Демократия или капитализм: история футбольного «Спартака» глазами американца

    Книга историка Эдельмана про «рабочую команду в стране рабочих» впервые выходит на русском
    Игорь Уткин / Фотохроника ТАСС
    Игорь Уткин / Фотохроника ТАСС

    Про московский «Спартак» – его историю и героев – написано много книг, но интерес авторов и издателей к теме сохраняется. К старту Международной ярмарки интеллектуальной литературы non/fictio№26 подоспели две красно-белые премьеры. Книжный сервис «Яндекса» представил электронную и аудиоверсию книги «Спартак»: один за всех», собранную из материалов (в том числе не попавших в кадр) для документального сериала «Время «Спартака» об успехах клуба в 1990-х; печатный вариант подготовила редакция Individuum. А издательство Европейского университета в Санкт-Петербурге выпустило на русском работу американского историка Роберта Эдельмана «Московский «Спартак»: история рабочей команды в стране рабочих», впервые опубликованную в Штатах еще в 2009 г.

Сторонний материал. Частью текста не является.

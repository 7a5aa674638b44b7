use wgpu::util::DeviceExt;

use crate::render::error::RenderError;
use crate::render::shader::{LinkedShader, UniformLocation, FRAGMENT_ENTRY, UNIFORM_BINDING, VERTEX_ENTRY};
use crate::render::vertex::VertexLayout;
use crate::render::{RenderCtx, RenderTarget};

use super::{GpuBackend, GpuResources};

/// wgpu implementation of [`GpuBackend`].
///
/// Build one per use site: [`WgpuBackend::new`] when only resources are
/// created or released, [`WgpuBackend::with_target`] inside a frame so that
/// flushes can record render passes.
///
/// With a target attached, vertex and uniform uploads are recorded as
/// staging copies on the frame encoder, ordered with the render passes. This
/// keeps several flushes within one frame from overwriting each other's data.
pub struct WgpuBackend<'a, 't> {
    ctx: &'a RenderCtx<'a>,
    target: Option<&'a mut RenderTarget<'t>>,
    blend: Option<wgpu::BlendState>,
}

impl<'a, 't> WgpuBackend<'a, 't> {
    pub fn new(ctx: &'a RenderCtx<'a>) -> Self {
        Self {
            ctx,
            target: None,
            blend: None,
        }
    }

    pub fn with_target(ctx: &'a RenderCtx<'a>, target: &'a mut RenderTarget<'t>) -> Self {
        Self {
            ctx,
            target: Some(target),
            blend: None,
        }
    }

    fn write_buffer(&mut self, dst: &wgpu::Buffer, bytes: &[u8]) {
        write_ordered(self.ctx, self.target.as_deref_mut(), dst, bytes);
    }
}

fn write_ordered(ctx: &RenderCtx<'_>, target: Option<&mut RenderTarget<'_>>, dst: &wgpu::Buffer, bytes: &[u8]) {
    if bytes.is_empty() {
        return;
    }
    match target {
        Some(target) => {
            let staging = ctx.device.create_buffer_init(&wgpu::util::BufferInitDescriptor {
                label: Some("flare staging"),
                contents: bytes,
                usage: wgpu::BufferUsages::COPY_SRC,
            });
            target
                .encoder
                .copy_buffer_to_buffer(&staging, 0, dst, 0, bytes.len() as u64);
        }
        None => ctx.queue.write_buffer(dst, 0, bytes),
    }
}

/// Handle family of [`WgpuBackend`].
#[derive(Debug)]
pub enum Wgpu {}

impl GpuResources for Wgpu {
    type Buffer = WgpuVertexBuffer;
    type Program = WgpuProgram;
}

pub struct WgpuVertexBuffer {
    buffer: wgpu::Buffer,
    stride: u64,
}

struct UniformStorage {
    data: Vec<u8>,
    dirty: bool,
    buffer: wgpu::Buffer,
    bind_group: wgpu::BindGroup,
}

/// Shader modules plus one pipeline per blend state in use.
pub struct WgpuProgram {
    label: String,
    vertex_module: wgpu::ShaderModule,
    fragment_module: wgpu::ShaderModule,
    layout: VertexLayout,
    pipeline_layout: wgpu::PipelineLayout,
    format: wgpu::TextureFormat,
    pipelines: Vec<(Option<wgpu::BlendState>, wgpu::RenderPipeline)>,
    uniforms: Option<UniformStorage>,
}

impl WgpuProgram {
    fn ensure_pipeline(&mut self, device: &wgpu::Device, blend: Option<wgpu::BlendState>) -> usize {
        if let Some(i) = self.pipelines.iter().position(|(b, _)| *b == blend) {
            return i;
        }

        let label = format!("flare {} pipeline", self.label);
        let pipeline = device.create_render_pipeline(&wgpu::RenderPipelineDescriptor {
            label: Some(&label),
            layout: Some(&self.pipeline_layout),

            vertex: wgpu::VertexState {
                module: &self.vertex_module,
                entry_point: Some(VERTEX_ENTRY),
                compilation_options: Default::default(),
                buffers: &[self.layout.wgpu_layout()],
            },

            fragment: Some(wgpu::FragmentState {
                module: &self.fragment_module,
                entry_point: Some(FRAGMENT_ENTRY),
                compilation_options: Default::default(),
                targets: &[Some(wgpu::ColorTargetState {
                    format: self.format,
                    blend,
                    write_mask: wgpu::ColorWrites::ALL,
                })],
            }),

            primitive: wgpu::PrimitiveState {
                topology: wgpu::PrimitiveTopology::TriangleList,
                strip_index_format: None,
                front_face: wgpu::FrontFace::Ccw,
                // Quads may be given with negative extents; draw both windings.
                cull_mode: None,
                polygon_mode: wgpu::PolygonMode::Fill,
                unclipped_depth: false,
                conservative: false,
            },

            depth_stencil: None,
            multisample: wgpu::MultisampleState::default(),
            multiview_mask: None,
            cache: None,
        });

        log::trace!("{label} created (blend: {})", blend.is_some());
        self.pipelines.push((blend, pipeline));
        self.pipelines.len() - 1
    }
}

impl GpuBackend for WgpuBackend<'_, '_> {
    type Resources = Wgpu;

    fn create_vertex_buffer(&mut self, label: &str, layout: &VertexLayout, capacity: usize) -> WgpuVertexBuffer {
        let label = format!("flare {label} vbo");
        let stride = layout.stride_bytes();
        let buffer = self.ctx.device.create_buffer(&wgpu::BufferDescriptor {
            label: Some(&label),
            size: stride * capacity as u64,
            usage: wgpu::BufferUsages::VERTEX | wgpu::BufferUsages::COPY_DST,
            mapped_at_creation: false,
        });
        WgpuVertexBuffer { buffer, stride }
    }

    fn upload_vertices(&mut self, buffer: &mut WgpuVertexBuffer, vertices: &[f32]) {
        self.write_buffer(&buffer.buffer, bytemuck::cast_slice(vertices));
    }

    fn destroy_vertex_buffer(&mut self, buffer: WgpuVertexBuffer) {
        buffer.buffer.destroy();
    }

    fn create_program(&mut self, shader: &LinkedShader<'_>) -> Result<WgpuProgram, RenderError> {
        let device = self.ctx.device;

        let vertex_module = device.create_shader_module(wgpu::ShaderModuleDescriptor {
            label: Some(&format!("flare {} vs", shader.label)),
            source: wgpu::ShaderSource::Wgsl(shader.vertex_source.into()),
        });
        let fragment_module = device.create_shader_module(wgpu::ShaderModuleDescriptor {
            label: Some(&format!("flare {} fs", shader.label)),
            source: wgpu::ShaderSource::Wgsl(shader.fragment_source.into()),
        });

        let mut bind_group_layout = None;
        let mut uniforms = None;

        if let Some(size) = std::num::NonZeroU64::new(u64::from(shader.uniforms.size())) {
            let bgl = device.create_bind_group_layout(&wgpu::BindGroupLayoutDescriptor {
                label: Some(&format!("flare {} bgl", shader.label)),
                entries: &[wgpu::BindGroupLayoutEntry {
                    binding: UNIFORM_BINDING.binding,
                    visibility: wgpu::ShaderStages::VERTEX_FRAGMENT,
                    ty: wgpu::BindingType::Buffer {
                        ty: wgpu::BufferBindingType::Uniform,
                        has_dynamic_offset: false,
                        min_binding_size: Some(size),
                    },
                    count: None,
                }],
            });

            let buffer = device.create_buffer(&wgpu::BufferDescriptor {
                label: Some(&format!("flare {} ubo", shader.label)),
                size: size.get(),
                usage: wgpu::BufferUsages::UNIFORM | wgpu::BufferUsages::COPY_DST,
                mapped_at_creation: false,
            });

            let bind_group = device.create_bind_group(&wgpu::BindGroupDescriptor {
                label: Some(&format!("flare {} bind group", shader.label)),
                layout: &bgl,
                entries: &[wgpu::BindGroupEntry {
                    binding: UNIFORM_BINDING.binding,
                    resource: buffer.as_entire_binding(),
                }],
            });

            uniforms = Some(UniformStorage {
                data: vec![0; size.get() as usize],
                dirty: true,
                buffer,
                bind_group,
            });
            bind_group_layout = Some(bgl);
        }

        let bind_group_layouts: Vec<&wgpu::BindGroupLayout> = bind_group_layout.iter().collect();
        let pipeline_layout = device.create_pipeline_layout(&wgpu::PipelineLayoutDescriptor {
            label: Some(&format!("flare {} pipeline layout", shader.label)),
            bind_group_layouts: &bind_group_layouts,
            immediate_size: 0,
        });

        Ok(WgpuProgram {
            label: shader.label.to_string(),
            vertex_module,
            fragment_module,
            layout: shader.layout.clone(),
            pipeline_layout,
            format: self.ctx.surface_format,
            pipelines: Vec::new(),
            uniforms,
        })
    }

    fn bind_program(&mut self, program: &WgpuProgram) {
        // Pipelines are selected per render pass; nothing to bind eagerly.
        log::trace!("bind program `{}`", program.label);
    }

    fn write_uniform(&mut self, program: &mut WgpuProgram, location: UniformLocation, bytes: &[u8]) {
        let Some(u) = program.uniforms.as_mut() else { return };
        let start = location.offset as usize;
        let Some(slot) = u.data.get_mut(start..start + bytes.len()) else {
            log::warn!("uniform write at offset {start} overruns block of `{}`", program.label);
            return;
        };
        slot.copy_from_slice(bytes);
        u.dirty = true;
    }

    fn destroy_program(&mut self, program: WgpuProgram) {
        if let Some(u) = &program.uniforms {
            u.buffer.destroy();
        }
        log::trace!("program `{}` released", program.label);
    }

    fn set_blend(&mut self, blend: Option<wgpu::BlendState>) {
        self.blend = blend;
    }

    fn draw_triangles(
        &mut self,
        program: &mut WgpuProgram,
        buffer: &WgpuVertexBuffer,
        vertex_count: u32,
    ) -> Result<(), RenderError> {
        if vertex_count == 0 {
            return Ok(());
        }

        let ctx = self.ctx;
        let blend = self.blend;
        let Some(target) = self.target.as_deref_mut() else {
            return Err(RenderError::NoRenderTarget);
        };

        if let Some(u) = program.uniforms.as_mut() {
            if u.dirty {
                write_ordered(ctx, Some(&mut *target), &u.buffer, &u.data);
                u.dirty = false;
            }
        }

        let index = program.ensure_pipeline(ctx.device, blend);
        let pipeline = &program.pipelines[index].1;
        let bind_group = program.uniforms.as_ref().map(|u| &u.bind_group);
        let byte_len = u64::from(vertex_count) * buffer.stride;

        let mut rpass = target.encoder.begin_render_pass(&wgpu::RenderPassDescriptor {
            label: Some("flare batch pass"),
            color_attachments: &[Some(wgpu::RenderPassColorAttachment {
                view: target.color_view,
                resolve_target: None,
                ops: wgpu::Operations {
                    load: wgpu::LoadOp::Load,
                    store: wgpu::StoreOp::Store,
                },
                depth_slice: None,
            })],
            depth_stencil_attachment: None,
            timestamp_writes: None,
            occlusion_query_set: None,
            multiview_mask: None,
        });

        rpass.set_pipeline(pipeline);
        if let Some(bind_group) = bind_group {
            rpass.set_bind_group(0, bind_group, &[]);
        }
        rpass.set_vertex_buffer(0, buffer.buffer.slice(..byte_len));
        rpass.draw(0..vertex_count, 0..1);

        Ok(())
    }
}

    В фокусе внимания исследователя не только и не столько результаты на футбольном поле, но взаимодействие клуба и его руководителей с политическим, экономическим и культурным контекстом эпохи. «Ведомости. Спорт» выбрал для публикации главу о том, как сооснователь «Спартака» Николай Старостин вел дела команды после возвращения из ГУЛАГа.

    ***

    Издательство Европейского Университета в Санкт-Петербурге
    /Издательство Европейского Университета в Санкт-Петербурге

    Во времена нэпа с его частичным возвращением к капитализму Николай Старостин вел дела, используя коммерческие знания, почерпнутые из дореволюционного образования. В годы террора он продемонстрировал неплохое (но, разумеется, не безупречное) умение ориентироваться в коридорах высшей власти – там, где нужно было платить другой монетой. Он делал это, стремясь защитить команду, которую помог создать и которая помогла ему разбогатеть, обеспечила положение в обществе. В то время его способы руководства командой были признаны «буржуазными», и он заплатил за это большую цену. Как Старостин и его братья действовали после своего возвращения? Какие уроки они извлекли из случившегося? Использовались ли преданные анафеме буржуазные методы в новой ситуации, при Хрущеве? И какие общие выводы можно сделать о мире массовой культуры времен оттепели?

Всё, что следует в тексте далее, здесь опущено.